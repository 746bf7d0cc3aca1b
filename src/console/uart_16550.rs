use bitflags::bitflags;

use crate::arch::x86_64::pio::{Io, Pio, ReadOnly};

bitflags! {
    /// Line control flags
    #[derive(Clone, Copy, Debug, PartialEq, Eq)]
    struct LineCtrlFlags: u8 {
        const DATA_8 = 0x03;
        const DLAB = 1 << 7;
    }
}

bitflags! {
    /// Line status flags
    #[derive(Clone, Copy, Debug, PartialEq, Eq)]
    struct LineStsFlags: u8 {
        const INPUT_FULL = 1;
        // 1 to 4 unknown
        const OUTPUT_EMPTY = 1 << 5;
        // 6 and 7 unknown
    }
}

/// Divisor latch value for 115200 baud.
const DIVISOR_115200: u8 = 1;
/// Enable and clear both FIFOs, 14 byte threshold.
const FIFO_ENABLE_CLEAR: u8 = 0xC7;
/// DTR and RTS.
const MODEM_DTR_RTS: u8 = 0x03;

/// Serial port representation.
pub struct SerialPort<T: Io> {
    data: T,               // Data register, divisor low byte while DLAB is set
    int_en: T,             // Interrupt enable, divisor high byte while DLAB is set
    fifo_ctrl: T,          // FIFO control
    line_ctrl: T,          // Line control
    modem_ctrl: T,         // Modem control
    line_sts: ReadOnly<T>, // Line status
}

impl SerialPort<Pio<u8>> {
    /// Serial port with its registers at `base`..`base + 5`.
    pub const fn new(base: u16) -> SerialPort<Pio<u8>> {
        SerialPort {
            data: Pio::new(base),
            int_en: Pio::new(base + 1),
            fifo_ctrl: Pio::new(base + 2),
            line_ctrl: Pio::new(base + 3),
            modem_ctrl: Pio::new(base + 4),
            line_sts: ReadOnly::new(Pio::new(base + 5)),
        }
    }

    pub const fn base(&self) -> u16 {
        self.data.port()
    }
}

impl<T: Io<Value = u8>> SerialPort<T> {
    /// Build a port from its registers, `register(n)` returning register `n`.
    pub fn with_registers(mut register: impl FnMut(u16) -> T) -> Self {
        SerialPort {
            data: register(0),
            int_en: register(1),
            fifo_ctrl: register(2),
            line_ctrl: register(3),
            modem_ctrl: register(4),
            line_sts: ReadOnly::new(register(5)),
        }
    }

    /// Program 115200 8N1 with FIFOs on and all UART interrupts off.
    pub fn init(&mut self) {
        self.int_en.write(0x00);
        self.line_ctrl.write(LineCtrlFlags::DLAB.bits());
        self.data.write(DIVISOR_115200);
        self.int_en.write(0x00);
        self.line_ctrl.write(LineCtrlFlags::DATA_8.bits());
        self.fifo_ctrl.write(FIFO_ENABLE_CLEAR);
        self.modem_ctrl.write(MODEM_DTR_RTS);
    }

    fn line_sts(&self) -> LineStsFlags {
        LineStsFlags::from_bits_truncate(self.line_sts.read())
    }

    /// Sends a byte once the transmitter holding register is empty.
    pub fn send(&mut self, data: u8) {
        while !self.line_sts().contains(LineStsFlags::OUTPUT_EMPTY) {
            core::hint::spin_loop();
        }
        self.data.write(data)
    }

    /// Receives a byte if one is waiting.
    pub fn receive(&mut self) -> Option<u8> {
        if self.line_sts().contains(LineStsFlags::INPUT_FULL) {
            Some(self.data.read())
        } else {
            None
        }
    }

    /// Writes a byte, expanding `\n` to `\r\n` and backspace to an erase.
    pub fn write(&mut self, b: u8) {
        match b {
            8 | 0x7F => {
                self.send(8);
                self.send(b' ');
                self.send(8);
            }
            b'\n' => {
                self.send(b'\r');
                self.send(b'\n');
            }
            _ => {
                self.send(b);
            }
        }
    }
}

impl<T: Io<Value = u8>> core::fmt::Write for SerialPort<T> {
    fn write_str(&mut self, s: &str) -> core::fmt::Result {
        for byte in s.bytes() {
            self.write(byte);
        }
        Ok(())
    }
}

#[cfg(test)]
pub(crate) mod tests {
    use super::*;
    use std::cell::RefCell;
    use std::rc::Rc;

    /// Eight UART registers in memory, with a log of every write.
    #[derive(Default)]
    pub(crate) struct FakeUart {
        pub regs: [u8; 8],
        pub writes: Vec<(u16, u8)>,
    }

    impl FakeUart {
        pub fn sent(&self) -> Vec<u8> {
            self.writes.iter().filter(|(r, _)| *r == 0).map(|(_, v)| *v).collect()
        }
    }

    pub(crate) struct FakeReg {
        index: u16,
        uart: Rc<RefCell<FakeUart>>,
    }

    impl Io for FakeReg {
        type Value = u8;

        fn read(&self) -> u8 {
            self.uart.borrow().regs[self.index as usize]
        }

        fn write(&mut self, value: u8) {
            let mut uart = self.uart.borrow_mut();
            uart.writes.push((self.index, value));
            uart.regs[self.index as usize] = value;
        }
    }

    pub(crate) fn fake_port() -> (SerialPort<FakeReg>, Rc<RefCell<FakeUart>>) {
        let uart = Rc::new(RefCell::new(FakeUart::default()));
        uart.borrow_mut().regs[5] = LineStsFlags::OUTPUT_EMPTY.bits();
        let port = SerialPort::with_registers(|index| FakeReg { index, uart: uart.clone() });
        (port, uart)
    }

    #[test]
    fn test_init_programs_115200_8n1() {
        let (mut port, uart) = fake_port();
        port.init();

        assert_eq!(
            uart.borrow().writes,
            vec![(1, 0x00), (3, 0x80), (0, 0x01), (1, 0x00), (3, 0x03), (2, 0xC7), (4, 0x03)]
        );
    }

    #[test]
    fn test_newline_expanded() {
        let (mut port, uart) = fake_port();
        core::fmt::Write::write_str(&mut port, "ok\n").unwrap();
        assert_eq!(uart.borrow().sent(), b"ok\r\n".to_vec());
    }

    #[test]
    fn test_backspace_erases() {
        let (mut port, uart) = fake_port();
        port.write(0x7F);
        assert_eq!(uart.borrow().sent(), vec![8, b' ', 8]);
    }

    #[test]
    fn test_receive_only_when_input_full() {
        let (mut port, uart) = fake_port();
        assert_eq!(port.receive(), None);

        uart.borrow_mut().regs[0] = b'x';
        uart.borrow_mut().regs[5] |= LineStsFlags::INPUT_FULL.bits();
        assert_eq!(port.receive(), Some(b'x'));
    }
}
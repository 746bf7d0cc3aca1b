/*
 * Primitive Types and Fixed Constants
 *
 * Exact-width integer aliases and the compile-time constants shared between
 * the inmate and the hypervisor: physical layout bases, segment selectors,
 * time units and page geometry.
 *
 * Every value in here is part of the contract with the hypervisor or with
 * the loader and must not depend on the build target, with the single
 * exception of the huge page size, which follows the paging mode.
 */

#![allow(non_camel_case_types)]

pub type s8 = i8;
pub type u8 = core::primitive::u8;
pub type s16 = i16;
pub type u16 = core::primitive::u16;
pub type s32 = i32;
pub type u32 = core::primitive::u32;
pub type s64 = i64;
pub type u64 = core::primitive::u64;

pub type __s8 = s8;
pub type __u8 = u8;
pub type __s16 = s16;
pub type __u16 = u16;
pub type __s32 = s32;
pub type __u32 = u32;
pub type __s64 = s64;
pub type __u64 = u64;

/// Start of the guest-owned heap region
pub const HEAP_BASE: u64 = 0x00_0000;
/// Reserved auxiliary segment below the communication region
pub const FSEGMENT_BASE: u64 = 0x0f_0000;
/// Shared control structure populated by the hypervisor
pub const COMM_REGION_BASE: u64 = 0x10_0000;

/// 32-bit code segment selector used during mode transitions
pub const INMATE_CS32: u16 = 0x8;
/// 64-bit code segment selector
pub const INMATE_CS64: u16 = 0x10;
/// 32-bit data segment selector
pub const INMATE_DS32: u16 = 0x18;

pub const NS_PER_MSEC: u64 = 1_000_000;
pub const NS_PER_SEC: u64 = 1_000_000_000;

pub const PAGE_SIZE: u64 = 4 * 1024;
#[cfg(target_pointer_width = "64")]
pub const HUGE_PAGE_SIZE: u64 = 2 * 1024 * 1024;
#[cfg(not(target_pointer_width = "64"))]
pub const HUGE_PAGE_SIZE: u64 = 4 * 1024 * 1024;

pub const PAGE_MASK: u64 = !(PAGE_SIZE - 1);
pub const HUGE_PAGE_MASK: u64 = !(HUGE_PAGE_SIZE - 1);

#[cfg(test)]
mod tests {
    use super::*;

    #[test]
    fn test_integer_widths() {
        assert_eq!(core::mem::size_of::<s8>(), 1);
        assert_eq!(core::mem::size_of::<u16>(), 2);
        assert_eq!(core::mem::size_of::<s32>(), 4);
        assert_eq!(core::mem::size_of::<u64>(), 8);
        assert_eq!(core::mem::size_of::<__s64>(), 8);
        assert!(s8::MIN < 0 && s64::MIN < 0);
    }

    #[test]
    fn test_page_mask_clears_low_12_bits() {
        assert_eq!(0xdead_beefu64 & PAGE_MASK, 0xdead_b000);
        assert_eq!(PAGE_MASK.trailing_zeros(), 12);
        assert_eq!(!PAGE_MASK, 0xfff);
    }

    #[test]
    fn test_huge_page_mask_matches_word_width() {
        #[cfg(target_pointer_width = "64")]
        {
            assert_eq!(HUGE_PAGE_MASK.trailing_zeros(), 21);
            assert_eq!(0x1234_5678u64 & HUGE_PAGE_MASK, 0x1220_0000);
        }
        #[cfg(not(target_pointer_width = "64"))]
        {
            assert_eq!(HUGE_PAGE_MASK.trailing_zeros(), 22);
            assert_eq!(0x1234_5678u64 & HUGE_PAGE_MASK, 0x1200_0000);
        }
        assert_eq!(HUGE_PAGE_MASK.count_ones(), 64 - HUGE_PAGE_MASK.trailing_zeros());
    }

    #[test]
    fn test_layout_bases_are_ordered() {
        assert!(HEAP_BASE < FSEGMENT_BASE);
        assert!(FSEGMENT_BASE < COMM_REGION_BASE);
        assert_eq!(COMM_REGION_BASE & !PAGE_MASK, 0);
    }
}
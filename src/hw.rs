/*
 * Hardware Access Capability
 *
 * Timer calibration, interrupt acknowledgement and the hypervisor console all
 * talk to the machine through this trait instead of calling the instruction
 * wrappers directly. The real implementation is `arch::x86_64::X86`; tests
 * substitute a recording fake.
 *
 * MMIO is deliberately not part of the trait: the MMIO primitives already
 * operate on plain addresses and can be exercised against ordinary memory.
 */

/// Per-width, per-operation access to ports and model-specific registers.
pub trait HwAccess {
    /// Single-byte port read (`in al, dx`).
    fn inb(&self, port: u16) -> u8;

    /// Single-byte port write (`out dx, al`).
    fn outb(&self, value: u8, port: u16);

    /// Four-byte port read (`in eax, dx`).
    fn inl(&self, port: u16) -> u32;

    /// 64-bit MSR read assembled from EDX:EAX.
    fn read_msr(&self, msr: u32) -> u64;

    /// 64-bit MSR write split into EDX:EAX.
    fn write_msr(&self, msr: u32, value: u64);

    /// Trap to the hypervisor with `code` and two arguments, returning RAX.
    fn hypercall(&self, code: u64, arg1: u64, arg2: u64) -> u64;

    /// Spin-loop hint used while busy-waiting on a device.
    fn relax(&self) {
        core::hint::spin_loop();
    }
}

impl<H: HwAccess + ?Sized> HwAccess for &H {
    fn inb(&self, port: u16) -> u8 {
        (**self).inb(port)
    }

    fn outb(&self, value: u8, port: u16) {
        (**self).outb(value, port)
    }

    fn inl(&self, port: u16) -> u32 {
        (**self).inl(port)
    }

    fn read_msr(&self, msr: u32) -> u64 {
        (**self).read_msr(msr)
    }

    fn write_msr(&self, msr: u32, value: u64) {
        (**self).write_msr(msr, value)
    }

    fn hypercall(&self, code: u64, arg1: u64, arg2: u64) -> u64 {
        (**self).hypercall(code, arg1, arg2)
    }

    fn relax(&self) {
        (**self).relax()
    }
}
/*
 * Timers
 *
 * Two clocks are available to an inmate:
 *
 * - The ACPI PM timer, a free-running 24-bit counter at 3.579545 MHz whose
 *   I/O port the hypervisor publishes in the communication region. It is
 *   the time base: `pm_timer_read` turns it into nanoseconds and extends it
 *   past the 24-bit wrap (about 4.7 s) by counting wraps per CPU.
 * - The x2APIC timer of the local CPU, used for deadlines. Its frequency is
 *   unknown, so `apic_timer_init` measures it against the PM timer over
 *   100 ms before programming the vector.
 *
 * Wrap detection only works when the PM timer is read at least once per
 * wrap period on each CPU.
 */

use core::fmt;
use core::sync::atomic::{AtomicU32, AtomicU64, Ordering};

use spin::Mutex;

use crate::arch::x86_64::X86;
use crate::arch::x86_64::msr::{X2APIC_ID, X2APIC_LVTT, X2APIC_TDCR, X2APIC_TMCCT, X2APIC_TMICT};
use crate::comm_region::comm_region;
use crate::hw::HwAccess;
use crate::types::{NS_PER_MSEC, NS_PER_SEC};

/// Number of CPUs with lock-free PM timer wrap tracking. Further CPUs share
/// one locked state.
pub const MAX_CPUS: usize = 64;

pub const PM_TIMER_HZ: u64 = 3_579_545;
const PM_TIMER_MASK: u32 = 0x00ff_ffff;
/// Time covered by one full turn of the 24-bit counter.
pub const PM_TIMER_OVERFLOW_NS: u64 = (PM_TIMER_MASK as u64 + 1) * NS_PER_SEC / PM_TIMER_HZ;

/// TDCR encoding for "divide by 16".
const APIC_DIVIDE_BY_16: u64 = 0b0011;
const APIC_DIVISOR: u64 = 16;
/// Dividers usable for deadlines as (divisor, TDCR encoding), finest first.
/// None is finer than the calibration divider.
const APIC_DIVIDERS: [(u64, u64); 4] = [
    (16, APIC_DIVIDE_BY_16),
    (32, 0b1000),
    (64, 0b1001),
    (128, 0b1010),
];
const APIC_CALIBRATION_NS: u64 = 100 * NS_PER_MSEC;
const APIC_MAX_COUNT: u64 = 0xffff_ffff;
/// LVT vector field; the remaining bits select one-shot, unmasked.
const LVT_VECTOR_MASK: u32 = 0xff;

#[derive(Debug, Clone, Copy, PartialEq, Eq)]
pub enum TimerError {
    /// `apic_timer_init` has not run on this cell.
    NotCalibrated,
    /// The timeout exceeds the 32-bit counter even at the largest divider.
    OutOfRange,
}

impl fmt::Display for TimerError {
    fn fmt(&self, f: &mut fmt::Formatter<'_>) -> fmt::Result {
        match self {
            TimerError::NotCalibrated => write!(f, "APIC timer is not calibrated"),
            TimerError::OutOfRange => write!(f, "timeout exceeds the APIC timer range"),
        }
    }
}

const SLOT_FREE: u32 = u32::MAX;

/// Wrap tracking of one CPU.
struct WrapState {
    cpu: AtomicU32,
    last: AtomicU64,
    overflows: AtomicU64,
}

impl WrapState {
    const fn new() -> Self {
        Self {
            cpu: AtomicU32::new(SLOT_FREE),
            last: AtomicU64::new(0),
            overflows: AtomicU64::new(0),
        }
    }
}

/// Extend a 24-bit reading in nanoseconds, given the previous reading and
/// the accumulated wrap offset. Returns the new offset.
fn extend(now: u64, last: u64, overflows: u64) -> u64 {
    if now < last {
        overflows + PM_TIMER_OVERFLOW_NS
    } else {
        overflows
    }
}

/// PM timer reader with per-CPU wrap extension.
///
/// The first `MAX_CPUS` CPUs to read the timer each claim a slot keyed by
/// their x2APIC id and only ever touch that slot, so the slots need
/// atomicity against interrupts but no lock. CPUs that find every slot
/// taken share one state and read the port under its lock.
pub struct PmTimer {
    cpus: [WrapState; MAX_CPUS],
    shared: Mutex<(u64, u64)>,
}

impl PmTimer {
    pub const fn new() -> Self {
        Self {
            cpus: [const { WrapState::new() }; MAX_CPUS],
            shared: Mutex::new((0, 0)),
        }
    }

    /// Slot owned by `cpu`, claiming a free one on first use.
    fn slot(&self, cpu: u32) -> Option<&WrapState> {
        for state in &self.cpus {
            match state.cpu.compare_exchange(SLOT_FREE, cpu, Ordering::AcqRel, Ordering::Acquire) {
                Ok(_) => return Some(state),
                Err(owner) if owner == cpu => return Some(state),
                Err(_) => {}
            }
        }
        None
    }

    fn sample<H: HwAccess>(hw: &H, port: u16) -> u64 {
        let raw = (hw.inl(port) & PM_TIMER_MASK) as u64;
        raw * NS_PER_SEC / PM_TIMER_HZ
    }

    /// Nanoseconds since an arbitrary point, monotonic per CPU.
    pub fn read<H: HwAccess>(&self, hw: &H, port: u16) -> u64 {
        // x2APIC ids are 32 bits wide.
        let cpu = hw.read_msr(X2APIC_ID) as u32;

        let Some(state) = self.slot(cpu) else {
            return with_shared(&self.shared, |(last, overflows)| {
                let now = Self::sample(hw, port);
                *overflows = extend(now, *last, *overflows);
                *last = now;
                now + *overflows
            });
        };

        let now = Self::sample(hw, port);
        let last = state.last.load(Ordering::Relaxed);
        let overflows = if now < last {
            state.overflows.fetch_add(PM_TIMER_OVERFLOW_NS, Ordering::Relaxed) + PM_TIMER_OVERFLOW_NS
        } else {
            state.overflows.load(Ordering::Relaxed)
        };
        state.last.store(now, Ordering::Relaxed);

        now + overflows
    }
}

impl Default for PmTimer {
    fn default() -> Self {
        Self::new()
    }
}

#[cfg(target_os = "none")]
fn with_shared<R>(shared: &Mutex<(u64, u64)>, f: impl FnOnce(&mut (u64, u64)) -> R) -> R {
    x86_64::instructions::interrupts::without_interrupts(|| f(&mut shared.lock()))
}

#[cfg(not(target_os = "none"))]
fn with_shared<R>(shared: &Mutex<(u64, u64)>, f: impl FnOnce(&mut (u64, u64)) -> R) -> R {
    f(&mut shared.lock())
}

/// Divider and initial count for one deadline.
#[derive(Debug, Clone, Copy, PartialEq, Eq)]
pub struct Deadline {
    pub divisor: u64,
    /// Value for TDCR.
    pub divide_config: u64,
    /// Value for TMICT.
    pub count: u64,
}

/// Calibrated x2APIC timer of the local CPU.
pub struct ApicTimer {
    divided_freq: AtomicU64,
}

impl ApicTimer {
    pub const fn new() -> Self {
        Self {
            divided_freq: AtomicU64::new(0),
        }
    }

    /// Measure the timer against `now` (nanoseconds) and route it to
    /// `vector` in one-shot mode. Returns the undivided frequency in Hz.
    pub fn calibrate<H, F>(&self, hw: &H, vector: u32, mut now: F) -> u64
    where
        H: HwAccess,
        F: FnMut() -> u64,
    {
        hw.write_msr(X2APIC_TDCR, APIC_DIVIDE_BY_16);

        let start = now();
        hw.write_msr(X2APIC_TMICT, APIC_MAX_COUNT);
        while now().wrapping_sub(start) < APIC_CALIBRATION_NS {
            hw.relax();
        }
        let end = now();
        let remaining = hw.read_msr(X2APIC_TMCCT) & APIC_MAX_COUNT;

        let divided_freq = (APIC_MAX_COUNT - remaining) * NS_PER_SEC / (end - start);
        self.divided_freq.store(divided_freq, Ordering::Relaxed);

        hw.write_msr(X2APIC_TMICT, 0);
        hw.write_msr(X2APIC_LVTT, (vector & LVT_VECTOR_MASK) as u64);

        divided_freq * APIC_DIVISOR
    }

    /// Counter ticks per second behind the calibration divider, 0 before
    /// calibration.
    pub fn divided_frequency(&self) -> u64 {
        self.divided_freq.load(Ordering::Relaxed)
    }

    /// Finest divider whose initial count expires no earlier than
    /// `timeout_ns` from now. The count is at least 1.
    pub fn deadline(&self, timeout_ns: u64) -> Result<Deadline, TimerError> {
        let divided_freq = self.divided_frequency();
        if divided_freq == 0 {
            return Err(TimerError::NotCalibrated);
        }
        let input_freq = divided_freq as u128 * APIC_DIVISOR as u128;

        APIC_DIVIDERS
            .iter()
            .map(|&(divisor, divide_config)| {
                let count = (timeout_ns as u128 * input_freq)
                    .div_ceil(divisor as u128 * NS_PER_SEC as u128)
                    .max(1);
                (divisor, divide_config, count)
            })
            .find(|&(_, _, count)| count <= APIC_MAX_COUNT as u128)
            .map(|(divisor, divide_config, count)| Deadline {
                divisor,
                divide_config,
                count: count as u64,
            })
            .ok_or(TimerError::OutOfRange)
    }

    /// Arm the timer to fire once after `timeout_ns`. Replaces any pending
    /// deadline. On error the timer is left untouched.
    pub fn set<H: HwAccess>(&self, hw: &H, timeout_ns: u64) -> Result<(), TimerError> {
        let deadline = self.deadline(timeout_ns)?;
        hw.write_msr(X2APIC_TDCR, deadline.divide_config);
        hw.write_msr(X2APIC_TMICT, deadline.count);
        Ok(())
    }
}

impl Default for ApicTimer {
    fn default() -> Self {
        Self::new()
    }
}

static PM_TIMER: PmTimer = PmTimer::new();
static APIC_TIMER: ApicTimer = ApicTimer::new();

/// Current PM timer time in nanoseconds.
pub fn pm_timer_read() -> u64 {
    PM_TIMER.read(&X86, comm_region().pm_timer_address())
}

/// Calibrate the local APIC timer and bind it to `vector`.
///
/// Takes 100 ms. Returns the APIC timer frequency in Hz.
pub fn apic_timer_init(vector: u32) -> u64 {
    log::info!("Calibrating APIC timer...");
    let freq = APIC_TIMER.calibrate(&X86, vector, pm_timer_read);
    log::debug!(
        "APIC timer: {} kHz, vector {}",
        freq / 1000,
        vector & LVT_VECTOR_MASK
    );
    freq
}

/// Fire the APIC timer interrupt once, `timeout_ns` from now.
///
/// # Arguments
///
/// * `timeout_ns` - Delay until the interrupt, in nanoseconds
///
/// # Returns
///
/// `Ok(())` once the timer is armed. The interrupt never arrives early: the
/// count is rounded up and the divider is raised for long timeouts.
///
/// # Errors
///
/// `NotCalibrated` before `apic_timer_init`, `OutOfRange` when the timeout
/// does not fit even at divide-by-128. The timer is not touched then.
pub fn apic_timer_set(timeout_ns: u64) -> Result<(), TimerError> {
    APIC_TIMER.set(&X86, timeout_ns).inspect_err(|err| {
        log::warn!("APIC timer not armed for {} ns: {}", timeout_ns, err);
    })
}

/// Busy-wait on `now` for at least `us` microseconds.
pub fn delay_us_with<H, F>(hw: &H, us: u64, mut now: F)
where
    H: HwAccess,
    F: FnMut() -> u64,
{
    let target = us.saturating_mul(1000);
    let start = now();
    while now().wrapping_sub(start) < target {
        hw.relax();
    }
}

/// Busy-wait for at least `us` microseconds, measured with the PM timer.
pub fn delay_us(us: u64) {
    delay_us_with(&X86, us, pm_timer_read);
}
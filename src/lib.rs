/*
 * Inmate Runtime Library
 *
 * Support layer for guest programs ("inmates") that run directly on the
 * CPUs, memory and devices a partitioning hypervisor assigned to their
 * cell, without an operating system underneath.
 *
 * Layers, bottom up:
 * - types: exact-width integers and the fixed physical layout
 * - arch::x86_64: port I/O, MMIO, MSRs, IDT entry stubs
 * - hw: the `HwAccess` capability the higher layers are written against
 * - memory: layout table, heap and identity mapping
 * - interrupts: vector to handler dispatch
 * - timer: PM timer time base and the x2APIC one-shot timer
 * - comm_region: the page shared with the hypervisor
 * - hypercall, console, logger: hypervisor calls and log output
 * - rt: entry point and panic handler (bare-metal builds only)
 *
 * Host builds compile everything except `rt` and the IDT against std so the
 * unit tests can run there.
 */

#![cfg_attr(not(test), no_std)]

#[cfg(target_os = "none")]
extern crate rlibc;

pub mod arch;
pub mod comm_region;
pub mod console;
pub mod hw;
pub mod hypercall;
pub mod interrupts;
pub mod logger;
pub mod memory;
#[cfg(target_os = "none")]
pub mod rt;
pub mod timer;
pub mod types;

pub use arch::x86_64::{
    X86, cpu_id, cpu_relax, inb, inl, mmio_read8, mmio_read16, mmio_read32, mmio_read64,
    mmio_write8, mmio_write16, mmio_write32, mmio_write64, outb, read_msr, write_msr,
};
pub use comm_region::{CommRegion, CommRegionHandle, comm_region};
pub use hw::HwAccess;
pub use interrupts::{IntError, IntHandler, int_init, int_set_handler};
pub use memory::{AllocError, MapError, MapType, alloc, map_range};
pub use timer::{TimerError, apic_timer_init, apic_timer_set, delay_us, pm_timer_read};
pub use types::{
    COMM_REGION_BASE, FSEGMENT_BASE, HEAP_BASE, HUGE_PAGE_MASK, HUGE_PAGE_SIZE, INMATE_CS32,
    INMATE_CS64, INMATE_DS32, NS_PER_MSEC, NS_PER_SEC, PAGE_MASK, PAGE_SIZE,
};
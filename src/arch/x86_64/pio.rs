/*
 * Port I/O (PIO) Implementation
 *
 * This module provides the x86 port I/O primitives (IN/OUT). The free
 * functions are the inmate API; `Pio<T>` wraps a single port behind the `Io`
 * trait for drivers such as the console UART.
 *
 * Port I/O is never emulated through memory, so none of these accesses are
 * subject to the hypervisor's MMIO decoder. An access to a port that is not
 * assigned to the cell is trapped and handled by the hypervisor (usually by
 * stopping the cell); this layer does not try to detect it.
 */

use core::{arch::asm, marker::PhantomData};
use core::ops::{BitAnd, BitOr, Not};

/// A device register of a fixed width, reached by port or by address.
pub trait Io {
    type Value: Copy + PartialEq + BitAnd<Output = Self::Value> + BitOr<Output = Self::Value> + Not<Output = Self::Value>;

    fn read(&self) -> Self::Value;

    fn write(&mut self, value: Self::Value);

    /// True if every bit of `flags` is set in the register.
    #[inline(always)]
    fn readf(&self, flags: Self::Value) -> bool {
        (self.read() & flags) == flags
    }

    /// Read-modify-write that sets `flags` if `set`, clears them otherwise.
    #[inline(always)]
    fn writef(&mut self, flags: Self::Value, set: bool) {
        let current = self.read();
        self.write(if set { current | flags } else { current & !flags });
    }
}

/// Register that must never be written, such as a status register.
pub struct ReadOnly<I> {
    inner: I,
}

impl<I> ReadOnly<I> {
    pub const fn new(inner: I) -> ReadOnly<I> {
        ReadOnly { inner }
    }
}

impl<I: Io> ReadOnly<I> {
    #[inline(always)]
    pub fn read(&self) -> I::Value {
        self.inner.read()
    }
}

/// One I/O port accessed with `T`-sized IN/OUT.
#[derive(Copy, Clone)]
pub struct Pio<T> {
    port: u16,
    value: PhantomData<T>,
}

impl<T> Pio<T> {
    /// Create a new PIO instance for `port`.
    pub const fn new(port: u16) -> Self {
        Pio::<T> {
            port,
            value: PhantomData,
        }
    }

    pub const fn port(&self) -> u16 {
        self.port
    }
}

impl Io for Pio<u8> {
    type Value = u8;

    #[inline(always)]
    fn read(&self) -> u8 {
        inb(self.port)
    }

    #[inline(always)]
    fn write(&mut self, value: u8) {
        outb(value, self.port)
    }
}

impl Io for Pio<u16> {
    type Value = u16;

    #[inline(always)]
    fn read(&self) -> u16 {
        let value: u16;
        unsafe {
            asm!("in ax, dx", in("dx") self.port, out("ax") value, options(nostack, preserves_flags));
        }
        value
    }

    #[inline(always)]
    fn write(&mut self, value: u16) {
        unsafe {
            asm!("out dx, ax", in("dx") self.port, in("ax") value, options(nostack, preserves_flags));
        }
    }
}

impl Io for Pio<u32> {
    type Value = u32;

    #[inline(always)]
    fn read(&self) -> u32 {
        inl(self.port)
    }

    #[inline(always)]
    fn write(&mut self, value: u32) {
        unsafe {
            asm!("out dx, eax", in("dx") self.port, in("eax") value, options(nostack, preserves_flags));
        }
    }
}

/// Write one byte to an I/O port.
#[inline(always)]
pub fn outb(value: u8, port: u16) {
    unsafe {
        asm!("out dx, al", in("dx") port, in("al") value, options(nostack, preserves_flags));
    }
}

/// Read one byte from an I/O port.
#[inline(always)]
pub fn inb(port: u16) -> u8 {
    let value: u8;
    unsafe {
        asm!("in al, dx", in("dx") port, out("al") value, options(nostack, preserves_flags));
    }
    value
}

/// Read a doubleword from an I/O port.
#[inline(always)]
pub fn inl(port: u16) -> u32 {
    let value: u32;
    unsafe {
        asm!("in eax, dx", in("dx") port, out("eax") value, options(nostack, preserves_flags));
    }
    value
}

====

■ **What is being asked**
Both the line containing "assert!(FSEGMENT_BASE < COMM_REGION_BASE);" and the line containing "hypervisor console all" belong in the answer. Print them and every line above that falls between them exactly, and no others.

■ **Response to the task**
        assert!(FSEGMENT_BASE < COMM_REGION_BASE);
        assert_eq!(COMM_REGION_BASE & !PAGE_MASK, 0);
    }
}
filename src/hw.rs
/*
 * Hardware Access Capability
 *
 * Timer calibration, interrupt acknowledgement and the hypervisor console all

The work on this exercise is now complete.